--- START ---
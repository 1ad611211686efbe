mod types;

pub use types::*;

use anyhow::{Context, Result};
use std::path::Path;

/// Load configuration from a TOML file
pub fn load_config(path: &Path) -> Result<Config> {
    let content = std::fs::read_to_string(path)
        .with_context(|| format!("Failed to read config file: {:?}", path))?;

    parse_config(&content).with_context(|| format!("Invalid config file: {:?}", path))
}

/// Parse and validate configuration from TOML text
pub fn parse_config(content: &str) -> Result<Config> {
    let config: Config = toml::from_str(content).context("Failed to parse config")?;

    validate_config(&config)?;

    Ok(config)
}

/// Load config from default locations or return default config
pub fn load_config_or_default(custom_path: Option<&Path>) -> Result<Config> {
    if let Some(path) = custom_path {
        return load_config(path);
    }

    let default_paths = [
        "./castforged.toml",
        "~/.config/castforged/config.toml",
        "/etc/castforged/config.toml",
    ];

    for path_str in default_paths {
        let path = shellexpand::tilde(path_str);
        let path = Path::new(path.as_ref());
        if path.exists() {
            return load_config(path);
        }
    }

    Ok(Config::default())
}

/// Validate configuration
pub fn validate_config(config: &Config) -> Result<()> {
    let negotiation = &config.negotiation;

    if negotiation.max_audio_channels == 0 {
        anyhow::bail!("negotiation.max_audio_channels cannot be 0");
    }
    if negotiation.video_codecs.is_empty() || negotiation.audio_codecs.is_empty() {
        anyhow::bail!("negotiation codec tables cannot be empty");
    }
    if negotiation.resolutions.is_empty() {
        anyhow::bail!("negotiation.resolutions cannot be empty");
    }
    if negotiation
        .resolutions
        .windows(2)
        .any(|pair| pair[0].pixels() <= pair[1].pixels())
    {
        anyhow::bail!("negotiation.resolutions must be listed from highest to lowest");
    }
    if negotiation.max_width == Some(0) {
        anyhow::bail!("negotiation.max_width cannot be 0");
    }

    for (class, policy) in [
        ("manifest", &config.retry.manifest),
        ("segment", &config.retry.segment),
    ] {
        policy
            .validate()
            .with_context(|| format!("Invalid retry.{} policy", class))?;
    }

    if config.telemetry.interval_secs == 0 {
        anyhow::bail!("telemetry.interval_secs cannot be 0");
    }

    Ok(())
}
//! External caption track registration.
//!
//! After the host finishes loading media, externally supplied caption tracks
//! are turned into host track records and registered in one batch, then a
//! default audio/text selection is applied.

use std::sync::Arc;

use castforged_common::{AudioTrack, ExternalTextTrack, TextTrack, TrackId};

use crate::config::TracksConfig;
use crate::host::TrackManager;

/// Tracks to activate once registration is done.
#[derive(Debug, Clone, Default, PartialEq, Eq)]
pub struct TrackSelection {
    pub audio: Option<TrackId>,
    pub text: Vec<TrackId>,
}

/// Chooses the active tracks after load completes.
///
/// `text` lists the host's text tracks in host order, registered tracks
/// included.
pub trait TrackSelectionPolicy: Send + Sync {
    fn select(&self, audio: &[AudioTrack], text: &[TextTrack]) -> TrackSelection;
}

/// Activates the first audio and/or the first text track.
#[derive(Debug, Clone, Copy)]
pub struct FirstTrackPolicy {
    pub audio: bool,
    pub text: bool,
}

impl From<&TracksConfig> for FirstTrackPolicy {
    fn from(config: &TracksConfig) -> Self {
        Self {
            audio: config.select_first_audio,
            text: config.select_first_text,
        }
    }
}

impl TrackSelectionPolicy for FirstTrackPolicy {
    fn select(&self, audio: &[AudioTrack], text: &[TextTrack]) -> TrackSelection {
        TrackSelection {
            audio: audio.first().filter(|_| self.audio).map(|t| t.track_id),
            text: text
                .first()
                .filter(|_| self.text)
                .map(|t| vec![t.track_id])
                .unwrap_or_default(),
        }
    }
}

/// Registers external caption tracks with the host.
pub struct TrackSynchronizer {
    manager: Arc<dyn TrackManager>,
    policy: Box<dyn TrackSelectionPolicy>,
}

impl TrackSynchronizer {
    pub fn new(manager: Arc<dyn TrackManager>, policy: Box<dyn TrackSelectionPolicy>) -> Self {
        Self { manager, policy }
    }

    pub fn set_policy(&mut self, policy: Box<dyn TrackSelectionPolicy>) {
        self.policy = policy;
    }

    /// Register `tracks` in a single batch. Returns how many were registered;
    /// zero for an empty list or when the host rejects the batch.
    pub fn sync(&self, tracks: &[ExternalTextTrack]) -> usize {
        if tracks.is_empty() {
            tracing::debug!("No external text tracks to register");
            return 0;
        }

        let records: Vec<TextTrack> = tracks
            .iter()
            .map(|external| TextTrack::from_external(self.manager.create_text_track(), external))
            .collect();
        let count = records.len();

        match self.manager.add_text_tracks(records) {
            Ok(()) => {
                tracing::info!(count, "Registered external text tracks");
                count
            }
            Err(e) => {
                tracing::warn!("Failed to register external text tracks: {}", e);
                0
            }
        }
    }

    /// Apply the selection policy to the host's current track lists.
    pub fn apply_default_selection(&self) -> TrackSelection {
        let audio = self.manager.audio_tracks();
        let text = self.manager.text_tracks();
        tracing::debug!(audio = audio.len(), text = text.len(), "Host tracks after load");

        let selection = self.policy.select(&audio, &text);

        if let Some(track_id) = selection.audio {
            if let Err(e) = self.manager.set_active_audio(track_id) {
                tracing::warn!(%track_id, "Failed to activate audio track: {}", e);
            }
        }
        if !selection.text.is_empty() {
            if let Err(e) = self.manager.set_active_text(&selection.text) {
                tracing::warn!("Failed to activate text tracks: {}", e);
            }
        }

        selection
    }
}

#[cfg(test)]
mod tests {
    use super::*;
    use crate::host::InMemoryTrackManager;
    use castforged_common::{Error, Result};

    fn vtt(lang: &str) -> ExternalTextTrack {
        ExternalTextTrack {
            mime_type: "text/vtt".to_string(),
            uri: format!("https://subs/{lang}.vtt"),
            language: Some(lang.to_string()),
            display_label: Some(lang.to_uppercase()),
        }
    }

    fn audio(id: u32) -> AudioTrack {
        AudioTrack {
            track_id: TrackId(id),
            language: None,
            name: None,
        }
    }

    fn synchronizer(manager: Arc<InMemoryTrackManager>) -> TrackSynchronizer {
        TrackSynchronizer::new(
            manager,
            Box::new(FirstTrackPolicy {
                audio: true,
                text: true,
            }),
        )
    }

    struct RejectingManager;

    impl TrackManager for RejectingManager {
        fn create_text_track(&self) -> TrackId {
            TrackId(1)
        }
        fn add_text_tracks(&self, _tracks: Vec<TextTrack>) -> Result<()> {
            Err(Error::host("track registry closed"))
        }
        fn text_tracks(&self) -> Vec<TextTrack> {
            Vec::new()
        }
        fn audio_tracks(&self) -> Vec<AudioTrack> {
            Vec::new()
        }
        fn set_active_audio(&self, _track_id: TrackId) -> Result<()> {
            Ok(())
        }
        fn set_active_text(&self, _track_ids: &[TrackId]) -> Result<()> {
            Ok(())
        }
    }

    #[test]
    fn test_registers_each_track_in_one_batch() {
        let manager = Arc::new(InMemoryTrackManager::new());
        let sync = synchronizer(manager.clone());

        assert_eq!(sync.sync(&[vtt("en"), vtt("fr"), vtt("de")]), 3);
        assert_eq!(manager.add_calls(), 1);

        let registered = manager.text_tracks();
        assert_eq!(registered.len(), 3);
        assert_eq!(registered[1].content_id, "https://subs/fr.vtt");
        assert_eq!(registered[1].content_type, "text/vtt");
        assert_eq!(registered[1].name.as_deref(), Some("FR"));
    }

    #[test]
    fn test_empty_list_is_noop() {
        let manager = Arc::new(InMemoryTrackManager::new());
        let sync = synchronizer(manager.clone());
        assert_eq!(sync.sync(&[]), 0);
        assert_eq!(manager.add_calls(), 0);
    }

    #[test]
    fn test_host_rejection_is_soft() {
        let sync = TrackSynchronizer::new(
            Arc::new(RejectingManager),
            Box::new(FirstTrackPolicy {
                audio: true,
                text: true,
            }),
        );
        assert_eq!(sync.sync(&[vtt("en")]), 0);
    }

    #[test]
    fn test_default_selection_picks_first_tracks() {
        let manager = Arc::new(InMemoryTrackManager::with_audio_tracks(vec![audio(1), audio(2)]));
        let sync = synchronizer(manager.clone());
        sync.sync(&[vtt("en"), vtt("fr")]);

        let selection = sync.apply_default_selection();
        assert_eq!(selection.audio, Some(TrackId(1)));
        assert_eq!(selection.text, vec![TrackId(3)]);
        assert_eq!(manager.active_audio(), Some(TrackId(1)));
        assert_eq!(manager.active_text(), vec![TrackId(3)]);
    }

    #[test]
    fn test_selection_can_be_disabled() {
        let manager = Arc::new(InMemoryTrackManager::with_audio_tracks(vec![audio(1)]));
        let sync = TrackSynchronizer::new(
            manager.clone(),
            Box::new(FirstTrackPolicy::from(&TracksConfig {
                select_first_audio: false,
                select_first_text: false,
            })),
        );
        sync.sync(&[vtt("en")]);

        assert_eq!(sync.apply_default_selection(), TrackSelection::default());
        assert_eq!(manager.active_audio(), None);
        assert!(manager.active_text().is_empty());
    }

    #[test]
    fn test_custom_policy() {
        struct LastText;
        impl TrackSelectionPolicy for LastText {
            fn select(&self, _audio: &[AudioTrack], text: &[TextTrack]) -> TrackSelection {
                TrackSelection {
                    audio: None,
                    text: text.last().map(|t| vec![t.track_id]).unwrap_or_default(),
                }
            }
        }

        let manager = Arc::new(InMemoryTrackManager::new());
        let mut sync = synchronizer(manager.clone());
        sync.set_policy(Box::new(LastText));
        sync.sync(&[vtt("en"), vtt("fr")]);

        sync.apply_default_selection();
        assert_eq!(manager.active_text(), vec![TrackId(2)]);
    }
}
--- END ---
What is required:
In the records above, each line with the string "Option" should be copied.

Written response:
pub fn load_config_or_default(custom_path: Option<&Path>) -> Result<Config> {
    pub audio: Option<TrackId>,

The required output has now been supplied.